> Assignment: Pick out and copy every line below that has the word "static".

--------------------------------

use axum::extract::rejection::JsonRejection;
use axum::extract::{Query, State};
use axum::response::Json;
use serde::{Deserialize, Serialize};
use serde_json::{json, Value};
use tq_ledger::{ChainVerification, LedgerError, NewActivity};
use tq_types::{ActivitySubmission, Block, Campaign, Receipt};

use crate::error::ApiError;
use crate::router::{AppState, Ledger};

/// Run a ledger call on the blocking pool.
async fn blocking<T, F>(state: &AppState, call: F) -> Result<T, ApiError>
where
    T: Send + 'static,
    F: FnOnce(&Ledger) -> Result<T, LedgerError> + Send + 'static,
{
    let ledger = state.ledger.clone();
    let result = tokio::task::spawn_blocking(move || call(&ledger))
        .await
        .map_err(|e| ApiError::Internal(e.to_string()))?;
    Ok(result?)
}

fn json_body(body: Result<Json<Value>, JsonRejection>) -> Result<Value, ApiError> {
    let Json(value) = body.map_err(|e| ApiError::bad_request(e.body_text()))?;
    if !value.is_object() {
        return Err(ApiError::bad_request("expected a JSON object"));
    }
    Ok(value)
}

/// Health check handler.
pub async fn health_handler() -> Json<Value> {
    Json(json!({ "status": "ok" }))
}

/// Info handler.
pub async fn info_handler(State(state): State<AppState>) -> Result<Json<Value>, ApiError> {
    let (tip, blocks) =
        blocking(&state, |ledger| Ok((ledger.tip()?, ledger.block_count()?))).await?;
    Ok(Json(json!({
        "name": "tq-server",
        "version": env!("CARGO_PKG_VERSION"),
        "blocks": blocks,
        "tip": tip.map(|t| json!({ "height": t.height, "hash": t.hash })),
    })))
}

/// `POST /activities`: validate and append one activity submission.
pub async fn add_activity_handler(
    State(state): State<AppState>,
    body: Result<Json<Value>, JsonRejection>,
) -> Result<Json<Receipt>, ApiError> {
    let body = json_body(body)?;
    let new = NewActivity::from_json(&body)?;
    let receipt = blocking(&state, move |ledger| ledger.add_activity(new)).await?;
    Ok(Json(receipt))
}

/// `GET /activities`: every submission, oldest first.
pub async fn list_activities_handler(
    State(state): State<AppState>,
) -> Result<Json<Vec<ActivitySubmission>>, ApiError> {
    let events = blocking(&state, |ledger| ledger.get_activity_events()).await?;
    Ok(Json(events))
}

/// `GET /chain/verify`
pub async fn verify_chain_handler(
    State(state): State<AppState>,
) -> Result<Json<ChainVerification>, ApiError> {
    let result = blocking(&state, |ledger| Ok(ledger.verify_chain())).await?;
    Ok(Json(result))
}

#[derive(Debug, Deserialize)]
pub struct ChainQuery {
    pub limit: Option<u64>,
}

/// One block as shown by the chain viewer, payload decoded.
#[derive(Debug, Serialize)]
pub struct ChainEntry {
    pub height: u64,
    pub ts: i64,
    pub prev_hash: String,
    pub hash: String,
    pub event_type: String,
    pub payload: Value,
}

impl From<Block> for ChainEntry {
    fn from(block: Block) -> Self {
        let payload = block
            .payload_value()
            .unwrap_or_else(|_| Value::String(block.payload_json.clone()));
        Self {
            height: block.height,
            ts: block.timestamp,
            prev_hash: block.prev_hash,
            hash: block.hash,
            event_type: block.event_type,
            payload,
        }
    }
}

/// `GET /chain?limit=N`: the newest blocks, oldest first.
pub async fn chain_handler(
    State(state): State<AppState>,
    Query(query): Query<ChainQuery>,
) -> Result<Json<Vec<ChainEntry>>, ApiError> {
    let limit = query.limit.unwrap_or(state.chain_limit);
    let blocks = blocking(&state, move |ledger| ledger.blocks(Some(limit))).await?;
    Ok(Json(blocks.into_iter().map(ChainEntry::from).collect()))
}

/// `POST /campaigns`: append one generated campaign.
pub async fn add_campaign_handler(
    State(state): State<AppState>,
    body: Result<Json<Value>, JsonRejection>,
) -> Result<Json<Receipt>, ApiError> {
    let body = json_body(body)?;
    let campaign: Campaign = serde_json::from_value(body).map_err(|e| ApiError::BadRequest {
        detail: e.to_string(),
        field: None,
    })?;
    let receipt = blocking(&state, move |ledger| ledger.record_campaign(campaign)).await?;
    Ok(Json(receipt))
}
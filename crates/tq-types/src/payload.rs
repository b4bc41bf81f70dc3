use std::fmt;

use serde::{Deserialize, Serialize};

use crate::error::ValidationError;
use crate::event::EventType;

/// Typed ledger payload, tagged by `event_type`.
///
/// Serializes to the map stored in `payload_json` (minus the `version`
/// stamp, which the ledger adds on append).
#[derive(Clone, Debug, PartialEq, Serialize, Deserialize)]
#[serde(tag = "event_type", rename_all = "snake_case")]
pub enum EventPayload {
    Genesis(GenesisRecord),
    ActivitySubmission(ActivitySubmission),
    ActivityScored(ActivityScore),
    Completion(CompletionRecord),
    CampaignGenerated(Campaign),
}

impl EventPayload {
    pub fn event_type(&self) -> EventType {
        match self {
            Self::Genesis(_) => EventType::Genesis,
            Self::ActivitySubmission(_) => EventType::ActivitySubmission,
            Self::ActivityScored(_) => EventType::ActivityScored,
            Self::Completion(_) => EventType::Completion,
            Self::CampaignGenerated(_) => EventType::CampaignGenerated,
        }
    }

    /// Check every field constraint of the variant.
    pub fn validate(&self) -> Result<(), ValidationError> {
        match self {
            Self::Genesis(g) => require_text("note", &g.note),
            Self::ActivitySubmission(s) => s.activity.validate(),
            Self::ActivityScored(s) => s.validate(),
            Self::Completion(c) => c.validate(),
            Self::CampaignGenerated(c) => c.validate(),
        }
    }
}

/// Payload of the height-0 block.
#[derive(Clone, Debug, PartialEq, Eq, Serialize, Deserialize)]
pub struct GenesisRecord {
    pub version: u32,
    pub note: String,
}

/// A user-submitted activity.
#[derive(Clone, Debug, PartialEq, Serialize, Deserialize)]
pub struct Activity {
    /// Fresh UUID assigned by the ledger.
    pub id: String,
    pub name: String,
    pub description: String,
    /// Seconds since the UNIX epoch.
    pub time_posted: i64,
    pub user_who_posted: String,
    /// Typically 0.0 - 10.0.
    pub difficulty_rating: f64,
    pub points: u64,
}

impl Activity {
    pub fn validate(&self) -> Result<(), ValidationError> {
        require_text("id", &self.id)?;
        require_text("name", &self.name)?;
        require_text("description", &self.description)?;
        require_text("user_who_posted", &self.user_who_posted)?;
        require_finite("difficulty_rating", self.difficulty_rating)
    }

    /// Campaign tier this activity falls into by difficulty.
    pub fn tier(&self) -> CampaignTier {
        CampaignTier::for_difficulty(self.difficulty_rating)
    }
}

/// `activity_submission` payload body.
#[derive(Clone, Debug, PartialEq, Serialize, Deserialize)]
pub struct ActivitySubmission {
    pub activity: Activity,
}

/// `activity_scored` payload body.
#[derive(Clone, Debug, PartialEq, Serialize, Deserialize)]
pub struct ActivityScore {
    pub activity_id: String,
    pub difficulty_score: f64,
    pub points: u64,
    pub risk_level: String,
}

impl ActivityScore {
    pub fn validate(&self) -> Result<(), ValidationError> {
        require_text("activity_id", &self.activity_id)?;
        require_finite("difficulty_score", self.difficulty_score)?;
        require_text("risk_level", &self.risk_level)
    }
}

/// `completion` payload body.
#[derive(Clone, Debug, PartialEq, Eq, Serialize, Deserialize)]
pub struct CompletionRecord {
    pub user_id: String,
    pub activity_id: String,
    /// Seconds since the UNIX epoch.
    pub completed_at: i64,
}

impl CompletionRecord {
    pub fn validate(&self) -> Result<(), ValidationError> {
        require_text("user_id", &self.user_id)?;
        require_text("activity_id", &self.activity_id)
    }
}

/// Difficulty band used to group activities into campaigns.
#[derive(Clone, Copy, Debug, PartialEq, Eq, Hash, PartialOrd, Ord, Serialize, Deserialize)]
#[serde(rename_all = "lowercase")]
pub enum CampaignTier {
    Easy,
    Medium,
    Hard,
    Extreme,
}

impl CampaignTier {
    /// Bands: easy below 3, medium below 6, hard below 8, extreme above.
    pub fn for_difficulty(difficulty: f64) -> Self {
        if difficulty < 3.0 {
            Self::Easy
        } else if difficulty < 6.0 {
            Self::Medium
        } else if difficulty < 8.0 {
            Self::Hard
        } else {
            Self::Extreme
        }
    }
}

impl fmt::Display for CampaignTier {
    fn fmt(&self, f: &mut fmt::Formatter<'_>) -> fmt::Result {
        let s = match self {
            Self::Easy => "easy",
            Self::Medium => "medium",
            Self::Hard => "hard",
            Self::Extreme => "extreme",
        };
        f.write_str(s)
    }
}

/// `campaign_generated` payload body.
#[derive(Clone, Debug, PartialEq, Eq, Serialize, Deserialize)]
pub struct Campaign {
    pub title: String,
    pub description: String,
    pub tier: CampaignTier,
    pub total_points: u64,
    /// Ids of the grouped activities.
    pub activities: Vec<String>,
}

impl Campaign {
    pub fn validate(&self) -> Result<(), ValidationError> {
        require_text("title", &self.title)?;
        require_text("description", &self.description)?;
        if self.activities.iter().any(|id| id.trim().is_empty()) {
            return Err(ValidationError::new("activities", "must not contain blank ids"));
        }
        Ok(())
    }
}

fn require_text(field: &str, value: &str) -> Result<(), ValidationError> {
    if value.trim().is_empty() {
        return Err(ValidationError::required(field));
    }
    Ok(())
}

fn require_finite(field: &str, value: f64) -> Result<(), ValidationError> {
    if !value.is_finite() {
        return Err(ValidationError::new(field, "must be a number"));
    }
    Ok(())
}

--------------------------------

> Task solution:
    T: Send + 'static,
    F: FnOnce(&Ledger) -> Result<T, LedgerError> + Send + 'static,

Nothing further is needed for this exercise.